One sector of Paraguayan society that has the most to gain from this transfer of power is the dwindling, poisoned, and often criminalized campesino (peasant farmer) population. Across Latin America, incomplete or corrupt agrarian reforms have left farmers fighting for their right to grow food for themselves. The flourishing soybean industry in Paraguay is leading towards an industrial agricultural export model that leaves no room for small food producers. While many Paraguayan campesino families have moved into urban peripheries, tenacious farmers have fought not only for their right to land, but also to redefine and recreate the agricultural model based on cooperative, organic, and people-friendly alternatives.

Leftist presidents, recently victorious in Bolivia and Ecuador, are contemplating land reform and agricultural planning to serve internal consumption. Such actions have been at the heart of revolutionary struggles for centuries. Cuba remains a leader in this area. Venezuela, under the leadership of Chávez, has made major advances in this realm through encouraging endogenous development and cooperatives. Both of these examples have much to offer Paraguayan campesinos, as they continue to mobilize and exert pressure on the new government to institute agricultural change.

The Colorado Road to Ruin

Last year’s election marked the end of the official rule of the Colorado Party, in power since 1947, but left its legacy of corruption, clientilism, and violent repression. During the thirty-five year dictatorship of Alfredo Stroessner, the Colorado Party and the military worked as the “twin pillars” holding Stroessner in power. The Colorado Party’s vast system of clientelism—offering public jobs to gain political support—is entirely reliant on state programs and public services. It is effective because of the country’s high unemployment rate: one of the few prospects for employment is through the Colorado Party, whether as a road construction worker, teacher, or mayor. Though many citizens viewed the party as corrupt and ineffective, supporting it often meant receiving a salary. As of 2007, the Colorado Party employed some 200,000 people, 95 percent of whom are members of the party.2 Much of the party mechanism remains intact, even though the executive branch has changed.
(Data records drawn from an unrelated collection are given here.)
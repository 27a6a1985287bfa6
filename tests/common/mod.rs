#![allow(dead_code)]

use axum::Router;
use chrono::{DateTime, Utc};
use link_registry::application::services::LinkService;
use link_registry::domain::entities::{Link, NewLink};
use link_registry::domain::repositories::LinkRepository;
use link_registry::infrastructure::persistence::MemoryLinkRepository;
use link_registry::routes::router;
use link_registry::state::AppState;
use std::sync::Arc;

pub fn create_test_state() -> (AppState, Arc<MemoryLinkRepository>) {
    let repo = Arc::new(MemoryLinkRepository::new());
    let link_service = Arc::new(LinkService::new(repo.clone() as Arc<dyn LinkRepository>));

    (AppState::new(link_service), repo)
}

pub fn create_test_app() -> (Router, Arc<MemoryLinkRepository>) {
    let (state, repo) = create_test_state();
    (router(state), repo)
}

pub async fn create_test_link(repo: &MemoryLinkRepository, code: &str, url: &str) -> Link {
    repo.insert(NewLink::new(code.to_string(), url.to_string()))
        .await
        .unwrap()
}

pub async fn create_test_link_at(
    repo: &MemoryLinkRepository,
    code: &str,
    url: &str,
    created_at: DateTime<Utc>,
) -> Link {
    repo.insert(NewLink {
        code: code.to_string(),
        target_url: url.to_string(),
        created_at,
    })
    .await
    .unwrap()
}
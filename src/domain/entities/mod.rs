//! Core domain entities.
//!
//! - [`Link`] - A stored short-code mapping with its click counters
//! - [`NewLink`] - Input for inserting a fresh record

pub mod link;

pub use link::{Link, NewLink};
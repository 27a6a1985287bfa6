//! Top-level router configuration.
//!
//! # Route Structure
//!
//! - `GET  /{code}`       - Short link redirect
//! - `GET  /api/healthz`  - Liveness, version and uptime
//! - `/links[/...]`       - Link management (see [`crate::api::routes`])
//!
//! # Middleware
//!
//! - **Tracing** - Structured request/response logging
//! - **Path normalization** - Trailing slash handling

use crate::api;
use crate::api::handlers::{health_handler, redirect_handler};
use crate::api::middleware::tracing;
use crate::state::AppState;
use axum::Router;
use axum::routing::get;
use tower::Layer;
use tower_http::normalize_path::{NormalizePath, NormalizePathLayer};

/// Builds the router with all routes and the tracing layer.
///
/// Every other route lives under a multi-segment prefix or `/links`, which is
/// too short to be a code, so `/{code}` owns every single-segment path.
pub fn router(state: AppState) -> Router {
    Router::new()
        .route("/api/healthz", get(health_handler))
        .route("/{code}", get(redirect_handler))
        .merge(api::routes::link_routes())
        .with_state(state)
        .layer(tracing::layer())
}

/// Constructs the application service: [`router`] with trailing slashes trimmed.
pub fn app_router(state: AppState) -> NormalizePath<Router> {
    NormalizePathLayer::trim_trailing_slash().layer(router(state))
}
//! Application layer services implementing the registry protocols.
//!
//! Services consume repository traits and give HTTP handlers and the admin
//! CLI a single entry point for every link operation.
//!
//! # Available Services
//!
//! - [`services::link_service::LinkService`] - Allocation, resolution, click accounting, deletion

pub mod services;
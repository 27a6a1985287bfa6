//! Infrastructure layer for external integrations.
//!
//! # Modules
//!
//! - [`persistence`] - Link store implementations (PostgreSQL and in-memory)

pub mod persistence;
The need for change in the Paraguayan countryside is urgent. Paraguay has the most unequal land distribution in Latin America; 83 percent of Paraguayan campesinos occupy only 6 percent of the land. Forty percent of all property is possessed by 351 owners of large estates.3 Stroessner’s land reform institution, INDERT, ran a corrupt and incomplete agrarian reform that illegally sold vast parcels of state land reserved for Paraguayan farmers to Brazilian and Argentine buyers and left most campesinos landless, with no choice but to occupy unused land for subsistence farming.

Paraguayan president Fernando Lugo, a former bishop, was born in 1951. He grew up in a family opposed to the Stroessner dictatorship and his three brothers were exiled. As a young man he taught in a rural school that was “so remote that he was able to escape the usual rule that teachers had to be members of the Colorado Party.” After he became a priest in 1977, he worked as a missionary in Ecuador, then studied at the Vatican, and returned to Paraguay in 1982 where he became the bishop of the San Pedro province. His support for landless families’ occupations of large estates put him in conflict with the Catholic hierarchy. In 2006 he led a march of nearly 50,000 Paraguayans in Asuncion against then-president Nicanor Duarte Frutos’s plan to change the constitution to allow a second term for president. Lugo was catapulted into the national political scene and social movements requested that he run for president.4 Nearly a year after his election, social movements are pressuring Lugo to enact the changes he promised in his platform. As Paraguayan farmer and anti-industrial agriculture activist Letitia Galeano explained to me, “Lugo is alone, he is at the top, but he is alone. We need change now, and we are going to have to make it happen ourselves.”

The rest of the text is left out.